Contribution extérieure

Nudging et consentement éclairé : un duo qui ne fait pas bon ménage

Qu’est-ce que le « nudging » ? On peut tenter de définir ce terme, issu d’un verbe anglais, de la manière suivante : « Nudger : persuader quelqu’un de faire quelque chose, graduellement ou par la flatterie ; encourager délicatement quelqu’un à faire quelque chose »(1). Pourquoi en parler dans un contexte de crise politique et sanitaire ? Et surtout, quel rapport avec le consentement éclairé ?

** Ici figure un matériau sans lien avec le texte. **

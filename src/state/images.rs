//! The `images` feature: link the lead image of the entry's Wikipedia page.
//!
//! Only a link to the image's `File:` page is stored, the image itself is never
//! embedded. Entries without a Wikipedia page are not applicable, run the
//! `wikipedia` feature first.
use super::{FeatureError, FeatureHandler, FeatureOutcome};
use crate::entry::Entry;
use crate::lookup::{Lookup, LookupFailure};
use crate::processing::terms;

pub const IMAGES: &str = "images";

pub struct ImagesFeature<L> {
    lookup: L,
}

impl<L: Lookup> ImagesFeature<L> {
    pub fn new(lookup: L) -> Self {
        Self { lookup }
    }
}

impl<L: Lookup> FeatureHandler for ImagesFeature<L> {
    fn name(&self) -> &str {
        IMAGES
    }

    fn apply(&self, entry: &Entry) -> Result<FeatureOutcome, FeatureError> {
        if entry.image_url.is_some() {
            return Ok(FeatureOutcome::Skipped("already has an image".into()));
        }
        let title = match entry.wikipedia_url.as_deref().and_then(terms::page_title_from_url) {
            Some(title) => title,
            None => return Ok(FeatureOutcome::Skipped("no Wikipedia page".into())),
        };

        let result = match self.lookup.lookup(&title) {
            Ok(result) => result,
            Err(LookupFailure::NotFound(title)) => {
                return Ok(FeatureOutcome::Skipped(format!("page `{}` is gone", title)))
            }
            Err(e) => return Err(e.into()),
        };

        match result.image_url {
            Some(url) => {
                debug!("`{}`: image {}", entry.term, url);
                Ok(FeatureOutcome::Applied(entry.clone().with_image_url(Some(url))))
            }
            None => Ok(FeatureOutcome::Skipped(format!(
                "no image on `{}`",
                result.title
            ))),
        }
    }
}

Cette réflexion et ces questionnements me sont venus par la lecture des rapports d’un groupe d’experts en psychologie qui conseille le gouvernement pour la gestion de la crise actuelle et qui publie des rapports, tous disponibles en ligne(2). Je me suis tout d’abord réjoui de l’existence d’un tel groupe, au vu des impacts désastreux de cette gestion de crise sur la santé mentale de toute la population. Cela m’a semblé être une excellente décision que des psychologues se mobilisent et mettent la santé mentale à l’agenda des préoccupations urgentes. J’ai été assez vite surpris de voir que ce groupe comportait un nombre important de psychologues sociaux. Surpris car la santé mentale n’est pas la préoccupation principale de cette branche de la psychologie. Sur quoi conseillent donc les psychologues sociaux de ce groupe ? C’est en lisant le rapport sur les « Conditions préalables à la vaccination » que c’est devenu plus clair, et c’est sur ce dernier rapport que je me base pour écrire cet article. 

Dans ce rapport sont analysés les comportements sociaux de la population et ce qui est à faire pour inciter les gens à se faire vacciner et atteindre ces fameux 70% de couverture vaccinale, dont je ne débattrai pas de la pertinence dans le cadre de cet article. Je me contenterai de dire que cela ne fait pas l’objet d’un consensus dans le milieu scientifique(3). Ces mots m’ont interpellé : « inciter les gens à se faire vacciner. » Que voulaient-ils dire par là ? La lecture du rapport laisse peu de place au doute : il est ouvertement question de développer un cadre qui va inciter, pousser les gens à se faire vacciner, et tout un tas de conseils sont donnés pour atteindre cet objectif de 70% de vaccinés. Différentes techniques sont mises en œuvre pour arriver à cette fin, ce qui m’amène à présent à parler de ce fameux « nudging », qui se retrouve en toile de fond de ce rapport. Si ce terme n’est pas explicitement cité dans ce rapport précis, il l’est dans le rapport intitulé « Rapport de synthèse du groupe d’experts Psychologie et corona », à la recommandation numéro 7(4).

En voici une autre définition, qui vient d’un article scientifique cité dans le rapport en question : « Les « nudges » peuvent se définir comme des interventions qui orientent les gens dans une certaine direction mais qui leur permettent aussi de faire leur propre choix »(5). Le nudging est donc une technique qui vise à influencer, orienter le comportement d’une personne ou d’un groupe de personnes dans une certaine direction et qui, en fin de compte, lui laisse le choix. Ce dernier point est un paradoxe pour des raisons développées plus loin. De plus, ce que cette définition ne mentionne pas explicitement, bien que cela soit sous-entendu, c’est que le nudging se fait sans que la personne ou le groupe visés ne s’en aperçoive, ce qui est un aspect crucial. Il est intéressant de noter que l’article dont est tirée cette définition fait référence à la vaccination des enfants dans les écoles et les centres de jour, ce qui est totalement différent du vaccin covid et de la campagne de vaccination en cours. 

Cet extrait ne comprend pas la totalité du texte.